A fine Light Brigade group of four awarded to Private John Mortimer, 8th King’s Royal Irish Hussars, a confirmed charger at Balaklava

Crimea 1854-56, 4 clasps, Alma, Balaklava, Inkermann, Sebastopol (Pte. Jno. Mortimer, 8th Hus...) contemporary engraved naming; Indian Mutiny 1857-59, 1 clasp, Central India (John Mortimer, 8th Hussars); Army L.S. & G.C., V.R., small letter reverse (938 John Mortimer, 8th Hussars); Turkish Crimea, Sardinian issue (No. 938 Jn. Mortimer. 8. Hussars) depot impressed naming, fitted with Crimea type suspension, the first two with re-fixed suspension, severe edge bruising and contact marks, otherwise fine and better (4) £6000-8000

Ex John Darwent Collection, D.N.W. April 2004. Previously sold at Glendining’s in June 1907, November 1912, and November 1935.

John Mortimer was born at Raheen, Maryborough, Co.
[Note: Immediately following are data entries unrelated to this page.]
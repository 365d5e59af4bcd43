pub mod cli;
mod config;
mod transport;

pub use crate::config::{Config, API_HOST_VAR, API_KEY_VAR};
pub use crate::transport::ReqwestTransport;
pub use shared;

static APP_USER_AGENT: &str = concat!(env!("CARGO_PKG_NAME"), "/", env!("CARGO_PKG_VERSION"),);

pub type Api = shared::Api<ReqwestTransport>;
pub type ClientError = shared::ClientError<reqwest::Error>;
Queens, Ireland and enlisted into the 8th Hussars in May 1846. Landing with his regiment at Calamita Bay in the Crimea in September 1854, he was present at the battle of Alma later that month, and went on to participate in the charge of the Light Brigade at Balaklava, the Battle of Inkermann and in the operations before Sebastopol.
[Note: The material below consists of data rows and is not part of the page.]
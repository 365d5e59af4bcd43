use miette::{Context, IntoDiagnostic, Result};
use reqwest::header::{HeaderValue, AUTHORIZATION};
use shared::Api;

use crate::transport::ReqwestTransport;
use crate::APP_USER_AGENT;

pub const API_HOST_VAR: &str = "FLOWISE_API_HOST";
pub const API_KEY_VAR: &str = "FLOWISE_API_KEY";

#[derive(Debug, Clone, Default)]
pub struct Config {
    api_host: Option<String>,
    api_key: Option<String>,
}

fn optional_var(name: &str) -> Result<Option<String>> {
    match std::env::var(name) {
        Ok(value) if value.trim().is_empty() => Ok(None),
        Ok(value) => Ok(Some(value)),
        Err(std::env::VarError::NotPresent) => Ok(None),
        Err(e) => Err(e)
            .into_diagnostic()
            .wrap_err_with(|| format!("Could not read {name} env var")),
    }
}

impl Config {
    pub fn new(api_host: Option<String>, api_key: Option<String>) -> Self {
        Self { api_host, api_key }
    }

    pub fn from_env() -> Result<Self> {
        Ok(Self {
            api_host: optional_var(API_HOST_VAR)?,
            api_key: optional_var(API_KEY_VAR)?,
        })
    }

    /// Values given here win over the ones read from the environment.
    pub fn with_overrides(self, api_host: Option<String>, api_key: Option<String>) -> Self {
        Self {
            api_host: api_host.or(self.api_host),
            api_key: api_key.or(self.api_key),
        }
    }

    pub fn api_host(&self) -> Option<&str> {
        self.api_host.as_deref()
    }

    pub fn client(&self) -> Result<reqwest::Client> {
        let mut headers = reqwest::header::HeaderMap::new();

        if let Some(api_key) = &self.api_key {
            let value = format!("Bearer {api_key}");
            let mut value = HeaderValue::from_str(&value)
                .into_diagnostic()
                .wrap_err("Could not create header value")?;
            value.set_sensitive(true);

            headers.insert(AUTHORIZATION, value);
        }

        reqwest::Client::builder()
            .user_agent(APP_USER_AGENT)
            .default_headers(headers)
            .build()
            .into_diagnostic()
            .wrap_err("Could not build reqwest client")
    }

    pub fn api(&self) -> Result<Api<ReqwestTransport>> {
        let transport = ReqwestTransport(self.client()?);
        Ok(Api::new(transport).with_api_host(self.api_host.clone()))
    }
}
use yew::prelude::*;

use super::Bot;
use crate::launcher::use_launched;
use crate::props::WidgetProps;

#[function_component]
pub fn Full(props: &WidgetProps) -> Html {
    let root = use_node_ref();
    let launched = use_launched(root.clone());

    html! {
        <div ref={root} class="flowise-full" style="display: flex; height: 100vh; width: 100%;">
            if launched {
                <Bot widget={props.clone()} full_page=true />
            }
        </div>
    }
}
Mortimer returned to the U.K. in 1856 but was re-embarked in the S.S.
Great Britain in October 1857 for service in the Indian Mutiny. He was subsequently present in the action at Kotah, part of the operations conducted in Central India. Awarded his L.S. & G.C. Medal at the time of his discharge back at Dundalk in June 1870, after 24 years with the Colours, he attended the First Balaklava Banquet in 1875 and became a member of the Balaklava Commemoration Society in 1879. He is also known to have attended the Annual Dinner as late as 1895.

Mortimer, who found employment as a night watchman, was onetime resident at Halifax in Yorkshire, but latterly he lived in Liverpool at Union Street in the Paddington district, and, less happily, as an inmate of a workhouse in the Walton district of the city. He died in June 1896. The following notice appeared in The Liverpool Daily Post:

‘Death of Balaklava Hero: another of the survivors of the Charge of the Light Brigade, whose numbers are rapidly diminishing, died on Monday last in the Walton Workhouse, aged seventy-four years. The deceased, John Mortimer, was formerly a trooper in the 8th Hussars, being present at Inkermann. He also passed through the Indian Mutiny. He was in possession of two Crimean medals and four bars, Mutiny medal and a long service medal. He was generally present at the Annual Dinners given to the survivors by the Committee of the Balaklava Fund, either at London, Birmingham or Manchester and was well respected by his comrades.’